When I was growing up, Christmas was a time my Mother dreaded. There were four children to buy presents for and there was Christmas lunch or dinner to consider and my Mother hated cooking. We lived in a house next door to our Grandmother. Each Christmas Eve before we went to bed our Grandmother, “Nanna”, would pop over to tuck us in and make sure that we were fully excited about what Christmas morning would bring. She made us promise that we would each bring our gifts from Santa over to her house the minute we woke up. So, at 5.30 am when we could contain our excitement no longer each of us would gather our large and overfilled Christmas stockings and take them next door to Nanna’s house where we would climb up onto Nannas high wooden bed and start unpacking our spoils. We would each pull one special little trinket after the other from the stocking that Santa had left us, squealing with delight. Nanna would clap her hands in surprise and exclaim that Santa was so clever for knowing what each of us would like.

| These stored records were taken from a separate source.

//! Point-cloud stages: generation, normalisation, magnitudes, and strided
//! statistics over `Vec4` clouds whose `w` lane holds a confidence. Those
//! clouds are perturbed each cycle by [`change_points_task`] ahead of the
//! statistics.

use bytemuck::{Pod, Zeroable};
use rand::{Rng, SeedableRng};
use rand_chacha::ChaCha8Rng;
use weft_buffer::{Buffer, BufferRegistry};
use weft_core::{AccessMode, BufferError, LifetimeClass, ScheduleError};
use weft_sched::{Scheduler, Task, TaskHandle};

use crate::math::{Vec3, Vec4};

/// Radius the generator spreads points over.
pub const DEFAULT_RADIUS: f32 = 5.0;

/// `points[i] = center + ONE * (i / 100) * radius`, with integer division.
pub fn generate_task(points: &Buffer<Vec3>, center: Vec3, radius: f32) -> Result<Task, BufferError> {
    let view = points.view_all(AccessMode::WriteOnly)?;
    Ok(Task::parallel_for("generate", view.len(), view, move |i, v| {
        v.set(i, center + Vec3::ONE * ((i / 100) as f32 * radius));
    }))
}

/// `normalized[i] = points[i].normalized()`.
pub fn normalize_task(points: &Buffer<Vec3>, normalized: &Buffer<Vec3>) -> Result<Task, BufferError> {
    let views = (
        points.view_all(AccessMode::ReadOnly)?,
        normalized.view_all(AccessMode::WriteOnly)?,
    );
    Ok(Task::parallel_for("normalize", points.len(), views, |i, (src, dst)| {
        dst.set(i, src.get(i).normalized());
    }))
}

/// `magnitudes[i] = |points[i]|^2`.
pub fn square_magnitude_task(
    points: &Buffer<Vec3>,
    magnitudes: &Buffer<f32>,
) -> Result<Task, BufferError> {
    let views = (
        points.view_all(AccessMode::ReadOnly)?,
        magnitudes.view_all(AccessMode::WriteOnly)?,
    );
    Ok(Task::parallel_for("square-magnitude", points.len(), views, |i, (src, dst)| {
        dst.set(i, src.get(i).length_squared());
    }))
}

/// A regenerated point cloud with two derived arrays.
///
/// Each cycle the generator runs first; normalisation and magnitudes then
/// run side by side, both reading the generated points.
pub struct PointCloud {
    points: Buffer<Vec3>,
    normalized: Buffer<Vec3>,
    magnitudes: Buffer<f32>,
    radius: f32,
    rng: ChaCha8Rng,
}

impl PointCloud {
    /// Allocate a cloud of `count` points with a seeded center sequence.
    pub fn new(registry: &BufferRegistry, count: usize, seed: u64) -> Result<Self, BufferError> {
        Ok(Self {
            points: registry.create(count, LifetimeClass::Persistent)?,
            normalized: registry.create(count, LifetimeClass::Persistent)?,
            magnitudes: registry.create(count, LifetimeClass::Persistent)?,
            radius: DEFAULT_RADIUS,
            rng: ChaCha8Rng::seed_from_u64(seed),
        })
    }

    /// Schedule generate → {normalize, square-magnitude}. The returned
    /// handle completes when both derived arrays are ready.
    pub fn schedule_cycle(&mut self, scheduler: &Scheduler, batch_width: usize) -> Result<TaskHandle, ScheduleError> {
        let center = Vec3::random_in_unit_sphere(&mut self.rng) * 2.0;
        tracing::trace!(points = self.points.len(), ?center, "point cloud cycle");
        let generate = scheduler.schedule(
            generate_task(&self.points, center, self.radius)?,
            batch_width,
            &[],
        )?;
        let after = std::slice::from_ref(&generate);
        let magnitudes = scheduler.schedule(
            square_magnitude_task(&self.points, &self.magnitudes)?,
            batch_width,
            after,
        )?;
        let normalized = scheduler.schedule(
            normalize_task(&self.points, &self.normalized)?,
            batch_width,
            after,
        )?;
        scheduler.combine(&[magnitudes, normalized])
    }

    /// Generated points.
    pub fn points(&self) -> Result<Vec<Vec3>, BufferError> {
        self.points.to_vec()
    }

    /// Unit-length copies of the points.
    pub fn normalized(&self) -> Result<Vec<Vec3>, BufferError> {
        self.normalized.to_vec()
    }

    /// Squared magnitudes of the points.
    pub fn square_magnitudes(&self) -> Result<Vec<f32>, BufferError> {
        self.magnitudes.to_vec()
    }
}

// ── Strided statistics over Vec4 clouds ────────────────────────────

/// A point inside the unit sphere with a confidence in `[0, 1)`.
pub fn random_point<R: Rng + ?Sized>(rng: &mut R) -> Vec4 {
    let p = Vec3::random_in_unit_sphere(rng);
    Vec4::new(p.x, p.y, p.z, rng.random_range(0.0..1.0))
}

/// `count` seeded [`random_point`]s.
pub fn random_points(seed: u64, count: usize) -> Vec<Vec4> {
    let mut rng = ChaCha8Rng::seed_from_u64(seed);
    (0..count).map(|_| random_point(&mut rng)).collect()
}

/// Per-cycle perturbation applied by [`change_points_task`].
#[derive(Clone, Copy, Debug, PartialEq)]
pub struct PointChange {
    /// `sin(time) * noise`.
    pub sin_noise: f32,
    /// `cos(time) * noise`.
    pub cos_noise: f32,
    /// Noise level in `[0, 1]`.
    pub noise: f32,
}

impl PointChange {
    /// Perturbation at `time` seconds for a uniform sample `random` in
    /// `[0, 1)`. The noise level is `clamp(random + 0.1, 0, 1)`.
    pub fn at(time: f32, random: f32) -> Self {
        let noise = (random + 0.1).clamp(0.0, 1.0);
        Self {
            sin_noise: time.sin() * noise,
            cos_noise: time.cos() * noise,
            noise,
        }
    }

    /// Whether point `i` keeps its value this cycle.
    pub fn skips(&self, i: usize) -> bool {
        (i % 2 == 0 && self.sin_noise < 0.3) || self.sin_noise > 0.9
    }

    /// The value written to point `i` when it is not skipped.
    pub fn point(&self, i: usize) -> Vec4 {
        Vec4::new(
            self.noise + i as f32 * 0.001 - self.sin_noise,
            self.cos_noise,
            self.sin_noise,
            (0.1 + self.noise + 0.00001 * i as f32).clamp(0.0, 1.0),
        )
    }
}

/// Overwrite the points that [`PointChange::skips`] does not exclude.
pub fn change_points_task(points: &Buffer<Vec4>, change: PointChange) -> Result<Task, BufferError> {
    let view = points.view_all(AccessMode::WriteOnly)?;
    Ok(Task::parallel_for("change-points", view.len(), view, move |i, v| {
        if !change.skips(i) {
            v.set(i, change.point(i));
        }
    }))
}

/// Single task writing the mean `|reference - y|` over the `y` lane to
/// `average[0]`.
pub fn average_height_task(
    points: &Buffer<Vec4>,
    reference: f32,
    average: &Buffer<f32>,
) -> Result<Task, BufferError> {
    let views = (
        points.field_view::<f32>(Vec4::Y_OFFSET, AccessMode::ReadOnly)?,
        average.view::<f32>(0, 4, 1, AccessMode::WriteOnly)?,
    );
    Ok(Task::single("average-height", views, move |(y, out)| {
        let sum: f32 = (0..y.len()).map(|i| (reference - y.get(i)).abs()).sum();
        out.set(0, sum / y.len() as f32);
    }))
}

/// Estimate the mean confidence from every `sample_stride`-th `w` value.
///
/// Single task; writes `sample_stride * sum / len` to `average[0]`. A
/// stride of 0 is treated as 1.
pub fn confidence_average_task(
    points: &Buffer<Vec4>,
    sample_stride: usize,
    average: &Buffer<f32>,
) -> Result<Task, BufferError> {
    let step = sample_stride.max(1);
    let views = (
        points.field_view::<f32>(Vec4::W_OFFSET, AccessMode::ReadOnly)?,
        average.view::<f32>(0, 4, 1, AccessMode::WriteOnly)?,
    );
    Ok(Task::single("confidence-average", views, move |(confidence, out)| {
        let len = confidence.len();
        let end = (len + 1).saturating_sub(step);
        let total: f32 = (0..end).step_by(step).map(|i| confidence.get(i)).sum();
        out.set(0, step as f32 * total / len as f32);
    }))
}

/// Per point, the square root of the summed absolute `x` and `z` offsets
/// from `reference`: `sqrt(|rx - x| + |rz - z|)`.
pub fn horizontal_distance_task(
    points: &Buffer<Vec4>,
    reference: [f32; 2],
    distances: &Buffer<f32>,
) -> Result<Task, BufferError> {
    let views = (
        points.field_view::<f32>(Vec4::X_OFFSET, AccessMode::ReadOnly)?,
        points.field_view::<f32>(Vec4::Z_OFFSET, AccessMode::ReadOnly)?,
        distances.view_all(AccessMode::WriteOnly)?,
    );
    let [rx, rz] = reference;
    Ok(Task::parallel_for("horizontal-distance", points.len(), views, move |i, (x, z, out)| {
        let dx = (rx - x.get(i)).abs();
        let dz = (rz - z.get(i)).abs();
        out.set(i, (dx + dz).sqrt());
    }))
}

/// Mean, minimum and maximum of a distance array.
#[repr(C)]
#[derive(Clone, Copy, Debug, Default, PartialEq, Pod, Zeroable)]
pub struct DistanceStats {
    /// Arithmetic mean.
    pub mean: f32,
    /// Smallest value.
    pub min: f32,
    /// Largest value.
    pub max: f32,
}

/// Single task reducing `distances` into `stats[0]`.
pub fn distance_stats_task(
    distances: &Buffer<f32>,
    stats: &Buffer<DistanceStats>,
) -> Result<Task, BufferError> {
    let views = (
        distances.view_all(AccessMode::ReadOnly)?,
        stats.view::<DistanceStats>(0, size_of::<DistanceStats>(), 1, AccessMode::WriteOnly)?,
    );
    Ok(Task::single("distance-stats", views, |(distances, out)| {
        let mut stats = DistanceStats {
            mean: 0.0,
            min: f32::MAX,
            max: f32::MIN,
        };
        let mut sum = 0.0;
        for i in 0..distances.len() {
            let d = distances.get(i);
            stats.min = stats.min.min(d);
            stats.max = stats.max.max(d);
            sum += d;
        }
        stats.mean = sum / distances.len() as f32;
        out.set(0, stats);
    }))
}

/// Schedule horizontal distances then their statistics, and the confidence
/// average alongside, all after `prerequisites`. Returns
/// `(confidence, stats)` handles.
pub fn schedule_slice_stats(
    scheduler: &Scheduler,
    points: &Buffer<Vec4>,
    distances: &Buffer<f32>,
    confidence: &Buffer<f32>,
    stats: &Buffer<DistanceStats>,
    prerequisites: &[TaskHandle],
) -> Result<(TaskHandle, TaskHandle), ScheduleError> {
    let confidence = scheduler.schedule(
        confidence_average_task(points, 2, confidence)?,
        1,
        prerequisites,
    )?;
    let distance = scheduler.schedule(
        horizontal_distance_task(points, [0.0, 0.0], distances)?,
        128,
        prerequisites,
    )?;
    let stats = scheduler.schedule(distance_stats_task(distances, stats)?, 1, &[distance])?;
    Ok((confidence, stats))
}

/// Perturb the cloud with `change`, then schedule
/// [`schedule_slice_stats`] after it. Returns `(confidence, stats)`.
pub fn schedule_slice_frame(
    scheduler: &Scheduler,
    points: &Buffer<Vec4>,
    change: PointChange,
    distances: &Buffer<f32>,
    confidence: &Buffer<f32>,
    stats: &Buffer<DistanceStats>,
    prerequisites: &[TaskHandle],
) -> Result<(TaskHandle, TaskHandle), ScheduleError> {
    let changed = scheduler.schedule(change_points_task(points, change)?, 64, prerequisites)?;
    schedule_slice_stats(scheduler, points, distances, confidence, stats, &[changed])
}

Years into my adult life I learned that the Christmas stockings were Nannas way of contributing to Christmas. Mum and Dad really didn’t have a lot of money and with other things to buy, this was entirely Nannas’ gig, and she really did enjoy it. I guess it also gave Mum and Dad a little breathing space before the rest of the day as well. After Nanna’s house we would always return home to repeat the same show and tell at the end of poor tired Mum and Dad’s bed.
Christmas eating was most often the English version of Christmas food. Nanna was from Hull in the north of England and she was very particular about what we should eat. This made hours in the kitchen for Mum essential. There really wasn’t much experimenting nor was there much change until Nanna’s last Christmas, and then, Dad decided that he would be the Christmas cook. He mostly carried on the old Christmas tradition apart from a few new tweaks.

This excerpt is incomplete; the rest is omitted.